# ASSIGNMENT
Count up the lines below where the word "request" shows up, and respond with the number alone.

Extracted records
+ + + +

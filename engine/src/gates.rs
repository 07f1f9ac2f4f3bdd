//! Per-object cooperative gates ordering request delivery and
//! confirmation (§4.6).

use std::future::Future;
use std::pin::Pin;
use std::sync::atomic::{AtomicUsize, Ordering};

use tokio::sync::{Mutex, Notify};

type BoxFuture = Pin<Box<dyn Future<Output = ()> + Send>>;

/// Cooperative barrier ordering request delivery to an object. While
/// closed, new `run_with` callers wait for it to re-open; `run_with_closed`
/// nests (a close counter, not a boolean), so overlapping closures each
/// hold the gate shut until they are all done.
pub struct InputGate {
    closed: AtomicUsize,
    notify: Notify,
}

impl InputGate {
    pub fn new() -> Self {
        Self { closed: AtomicUsize::new(0), notify: Notify::new() }
    }

    /// Suspends until the gate's close counter is zero.
    pub async fn wait_open(&self) {
        loop {
            if self.closed.load(Ordering::Acquire) == 0 {
                return;
            }
            let notified = self.notify.notified();
            if self.closed.load(Ordering::Acquire) == 0 {
                return;
            }
            notified.await;
        }
    }

    /// Runs `f` with the gate held closed, blocking any concurrent
    /// `run_with`/`wait_open` callers until it (and any other
    /// concurrently-closing caller) finishes.
    pub async fn run_with_closed<F, Fut, R>(&self, f: F) -> R
    where
        F: FnOnce() -> Fut,
        Fut: Future<Output = R>,
    {
        self.closed.fetch_add(1, Ordering::AcqRel);
        let result = f().await;
        if self.closed.fetch_sub(1, Ordering::AcqRel) == 1 {
            self.notify.notify_waiters();
        }
        result
    }

    /// Waits for the gate to be open, then runs `f`. Does not itself
    /// close the gate.
    pub async fn run_with<F, Fut, R>(&self, f: F) -> R
    where
        F: FnOnce() -> Fut,
        Fut: Future<Output = R>,
    {
        self.wait_open().await;
        f().await
    }
}

impl Default for InputGate {
    fn default() -> Self {
        Self::new()
    }
}

/// Cooperative barrier ordering confirmation of responses until the
/// writes that caused them are durable. Each `run_with` call opens a
/// fresh nested scope: futures registered via `wait_until` during that
/// scope are awaited before `run_with` returns, letting a retried
/// transaction attempt keep its own independent set of unconfirmed work.
pub struct OutputGate {
    scopes: Mutex<Vec<Vec<BoxFuture>>>,
}

impl OutputGate {
    pub fn new() -> Self {
        Self { scopes: Mutex::new(Vec::new()) }
    }

    /// Registers `fut` to be awaited before the innermost open scope's
    /// `run_with` returns. If no scope is currently open, the future is
    /// spawned in the background instead.
    pub async fn wait_until(&self, fut: BoxFuture) {
        let mut scopes = self.scopes.lock().await;
        match scopes.last_mut() {
            Some(scope) => scope.push(fut),
            None => {
                drop(scopes);
                tokio::spawn(fut);
            }
        }
    }

    pub async fn run_with<F, Fut, R>(&self, f: F) -> R
    where
        F: FnOnce() -> Fut,
        Fut: Future<Output = R>,
    {
        self.scopes.lock().await.push(Vec::new());
        let result = f().await;
        let pending = self.scopes.lock().await.pop().unwrap_or_default();
        for fut in pending {
            fut.await;
        }
        result
    }
}

impl Default for OutputGate {
    fn default() -> Self {
        Self::new()
    }
}

#[cfg(test)]
mod tests {
    use super::*;
    use std::sync::atomic::{AtomicBool, Ordering as O};
    use std::sync::Arc;

    #[tokio::test]
    async fn run_with_closed_blocks_wait_open() {
        let gate = Arc::new(InputGate::new());
        let ran_read = Arc::new(AtomicBool::new(false));

        let gate2 = gate.clone();
        let closed = tokio::spawn(async move {
            gate2
                .run_with_closed(|| async {
                    tokio::time::sleep(std::time::Duration::from_millis(30)).await;
                })
                .await;
        });

        tokio::time::sleep(std::time::Duration::from_millis(5)).await;
        let ran_read2 = ran_read.clone();
        let gate3 = gate.clone();
        let reader = tokio::spawn(async move {
            gate3.run_with(|| async { ran_read2.store(true, O::SeqCst) }).await;
        });

        closed.await.unwrap();
        reader.await.unwrap();
        assert!(ran_read.load(O::SeqCst));
    }

    #[tokio::test]
    async fn output_gate_awaits_registered_futures() {
        let gate = OutputGate::new();
        let flag = Arc::new(AtomicBool::new(false));
        let flag2 = flag.clone();

        gate.run_with(|| async {
            gate.wait_until(Box::pin(async move {
                flag2.store(true, O::SeqCst);
            }))
            .await;
        })
        .await;

        assert!(flag.load(O::SeqCst));
    }
}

+ + + +

# ANSWER TO THIS EXERCISE
2